use std::fmt;

use crate::color::Hsva;
use crate::error::{Error, Result};
use crate::registry::{Angle, FloatRange, SlotDef};
use crate::traits::Schema;
use crate::ParamSchema;

/// A group of sliders shown under one header.
#[derive(Debug, Clone, Copy, PartialEq, Eq, Hash)]
pub enum Section {
    Geometry,
    Shadow,
    ShadowColor,
}

impl Section {
    pub const ALL: [Section; 3] = [Section::Geometry, Section::Shadow, Section::ShadowColor];

    pub fn title(&self) -> &'static str {
        match self {
            Section::Geometry => "Geometry",
            Section::Shadow => "Shadow",
            Section::ShadowColor => "Shadow Color",
        }
    }
}

impl fmt::Display for Section {
    fn fmt(&self, f: &mut fmt::Formatter) -> fmt::Result {
        f.write_str(self.title())
    }
}

/// Size and rounding of the card the shadow sits behind.
#[derive(ParamSchema, Debug, Clone, Copy, PartialEq)]
pub struct GeometryParams {
    // The "Width" slider has always driven the card's height; the card fills
    // the available width.
    #[label("Width")]
    #[meta(FloatRange::new(0.0, 200.0, 80.0))]
    pub height: f32,

    #[label("Radius")]
    #[meta(FloatRange::new(0.0, 80.0, 22.0))]
    pub radius: f32,
}

#[derive(ParamSchema, Debug, Clone, Copy, PartialEq)]
pub struct ShadowParams {
    #[label("Radius")]
    #[meta(FloatRange::new(0.0, 80.0, 22.0))]
    pub radius: f32,

    #[label("OffsetX")]
    #[meta(FloatRange::new(0.0, 80.0, 7.0))]
    pub offset_x: f32,

    #[label("OffsetY")]
    #[meta(FloatRange::new(0.0, 80.0, 7.0))]
    pub offset_y: f32,

    #[label("Spread")]
    #[meta(FloatRange::new(0.0, 80.0, 7.0))]
    pub spread: f32,

    #[label("Blur Radius")]
    #[meta(FloatRange::new(0.0, 80.0, 22.0))]
    pub blur_radius: f32,
}

#[derive(ParamSchema, Debug, Clone, Copy, PartialEq)]
pub struct ColorParams {
    #[label("Hue")]
    #[meta(Angle::default())]
    pub hue: f32,

    #[label("Sat")]
    #[meta(FloatRange::new(0.0, 1.0, 0.0))]
    pub sat: f32,

    #[label("Val")]
    #[meta(FloatRange::new(0.0, 1.0, 0.0))]
    pub val: f32,

    #[label("Alpha")]
    #[meta(FloatRange::new(0.0, 1.0, 1.0))]
    pub alpha: f32,
}

impl ColorParams {
    pub fn hsva(&self) -> Hsva {
        Hsva::new(self.hue, self.sat, self.val, self.alpha)
    }
}

/// One changed slot, as reported by [`Params::edit_all`].
#[derive(Debug, Clone, Copy, PartialEq)]
pub struct SlotChange {
    pub slot: usize,
    pub old_value: f32,
    pub new_value: f32,
}

/// Object-safe view over a [`ParamSet`] so sections can be handled uniformly.
pub trait Params {
    fn slots(&self) -> &[SlotDef];

    fn get(&self, index: usize) -> Option<f32>;

    /// Write `value` clamped to the slot's range. Returns the previous value
    /// when something changed.
    fn set(&mut self, index: usize, value: f32) -> Result<Option<f32>>;

    /// Hand every visible slot to `f`, then clamp whatever it wrote.
    fn edit_all(&mut self, f: &mut dyn FnMut(&SlotDef, &mut f32)) -> Vec<SlotChange>;

    fn values(&self) -> Vec<f32>;
}

/// Slider-bound values of one schema together with their slot definitions.
#[derive(Debug, Clone)]
pub struct ParamSet<T: Schema> {
    section: Section,
    values: T,
    slots: Vec<SlotDef>,
}

impl<T: Schema> ParamSet<T> {
    pub fn new(section: Section) -> Self {
        let slots = T::fields();
        let mut values = T::default();
        for (i, slot) in slots.iter().enumerate() {
            if let Some(v) = values.get_mut(i) {
                *v = slot.clamp(*v);
            }
        }

        Self {
            section,
            values,
            slots,
        }
    }

    pub fn values_ref(&self) -> &T {
        &self.values
    }

    pub fn replace(&mut self, values: T) {
        self.values = values;
    }

    fn check_index(&self, index: usize) -> Result<&SlotDef> {
        self.slots.get(index).ok_or(Error::NoParam {
            section: self.section,
            index,
        })
    }
}

impl<T: Schema> Params for ParamSet<T> {
    fn slots(&self) -> &[SlotDef] {
        &self.slots
    }

    fn get(&self, index: usize) -> Option<f32> {
        self.values.get(index)
    }

    fn set(&mut self, index: usize, value: f32) -> Result<Option<f32>> {
        let slot = self.check_index(index)?;
        if !value.is_finite() {
            return Err(Error::NotFinite {
                name: slot.name().to_string(),
                value,
            });
        }

        let clamped = slot.clamp(value);
        let section = self.section;
        let target = self
            .values
            .get_mut(index)
            .ok_or(Error::NoParam { section, index })?;

        if *target == clamped {
            return Ok(None);
        }

        let old = std::mem::replace(target, clamped);
        Ok(Some(old))
    }

    fn edit_all(&mut self, f: &mut dyn FnMut(&SlotDef, &mut f32)) -> Vec<SlotChange> {
        let mut changes = Vec::new();

        for (i, slot) in self.slots.iter().enumerate() {
            if !slot.is_visible() {
                continue;
            }
            let Some(value) = self.values.get_mut(i) else {
                continue;
            };

            let old_value = *value;
            f(slot, value);

            if !value.is_finite() {
                log::warn!("{}/{} edited to {}, keeping {}", self.section, slot.name(), value, old_value);
                *value = old_value;
                continue;
            }

            *value = slot.clamp(*value);
            if *value != old_value {
                changes.push(SlotChange {
                    slot: i,
                    old_value,
                    new_value: *value,
                });
            }
        }

        changes
    }

    fn values(&self) -> Vec<f32> {
        self.values.values()
    }
}

#[cfg(test)]
mod tests {
    use super::*;

    #[test]
    fn defaults_match_labels_and_ranges() {
        let geometry = ParamSet::<GeometryParams>::new(Section::Geometry);
        assert_eq!(geometry.values(), vec![80.0, 22.0]);
        assert_eq!(geometry.slots()[0].label(), "Width");
        assert_eq!(geometry.slots()[0].range(), 0.0..=200.0);

        let shadow = ParamSet::<ShadowParams>::new(Section::Shadow);
        assert_eq!(shadow.values(), vec![22.0, 7.0, 7.0, 7.0, 22.0]);
        let labels: Vec<_> = shadow.slots().iter().map(|s| s.label()).collect();
        assert_eq!(labels, ["Radius", "OffsetX", "OffsetY", "Spread", "Blur Radius"]);

        let color = ParamSet::<ColorParams>::new(Section::ShadowColor);
        assert_eq!(color.values(), vec![0.0, 0.0, 0.0, 1.0]);
        assert_eq!(color.slots()[0].range(), 0.0..=360.0);
        assert_eq!(color.slots()[3].range(), 0.0..=1.0);
    }

    #[test]
    fn set_clamps_to_declared_range() {
        let mut shadow = ParamSet::<ShadowParams>::new(Section::Shadow);

        assert_eq!(shadow.set(3, 500.0), Ok(Some(7.0)));
        assert_eq!(shadow.get(3), Some(80.0));

        assert_eq!(shadow.set(3, -500.0), Ok(Some(80.0)));
        assert_eq!(shadow.get(3), Some(0.0));
    }

    #[test]
    fn values_stay_in_range_for_any_input() {
        let mut color = ParamSet::<ColorParams>::new(Section::ShadowColor);
        let inputs = [-1e9, -1.0, -0.0, 0.3, 0.99, 1.0, 1.5, 359.0, 361.0, 1e9, f32::MAX];

        for i in 0..color.slots().len() {
            let range = color.slots()[i].range();
            for input in inputs {
                color.set(i, input).unwrap();
                let v = color.get(i).unwrap();
                assert!(range.contains(&v), "slot {i} got {v} for {input}");
            }
        }
    }

    #[test]
    fn set_unchanged_returns_none() {
        let mut geometry = ParamSet::<GeometryParams>::new(Section::Geometry);
        assert_eq!(geometry.set(0, 80.0), Ok(None));
        // Clamped write that lands on the current value is also a no-op.
        geometry.set(1, 80.0).unwrap();
        assert_eq!(geometry.set(1, 1000.0), Ok(None));
    }

    #[test]
    fn set_rejects_bad_index_and_non_finite() {
        let mut geometry = ParamSet::<GeometryParams>::new(Section::Geometry);
        assert_eq!(
            geometry.set(9, 1.0),
            Err(Error::NoParam {
                section: Section::Geometry,
                index: 9
            })
        );
        assert!(matches!(
            geometry.set(0, f32::NAN),
            Err(Error::NotFinite { .. })
        ));
        assert_eq!(geometry.get(0), Some(80.0));
    }

    #[test]
    fn edit_all_reports_and_clamps_changes() {
        let mut shadow = ParamSet::<ShadowParams>::new(Section::Shadow);
        let changes = shadow.edit_all(&mut |slot, v| {
            if slot.name() == "spread" {
                *v = 120.0;
            }
            if slot.name() == "offset_x" {
                *v = f32::INFINITY;
            }
        });

        assert_eq!(
            changes,
            vec![SlotChange {
                slot: 3,
                old_value: 7.0,
                new_value: 80.0
            }]
        );
        assert_eq!(shadow.values_ref().spread, 80.0);
        assert_eq!(shadow.values_ref().offset_x, 7.0);
    }

    #[test]
    fn color_params_feed_hsva() {
        let color = ColorParams {
            hue: 120.0,
            sat: 1.0,
            val: 0.5,
            alpha: 0.25,
        };
        let rgba = color.hsva().to_rgba();
        assert_eq!((rgba.r, rgba.g, rgba.b, rgba.a), (0.0, 0.5, 0.0, 0.25));
    }
}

WHAT YOU NEED TO DO:
Where a line in the records above contains the string "unwrap", return that line.

RESPONSE AREA:
                color.set(i, input).unwrap();
                let v = color.get(i).unwrap();
        geometry.set(1, 80.0).unwrap();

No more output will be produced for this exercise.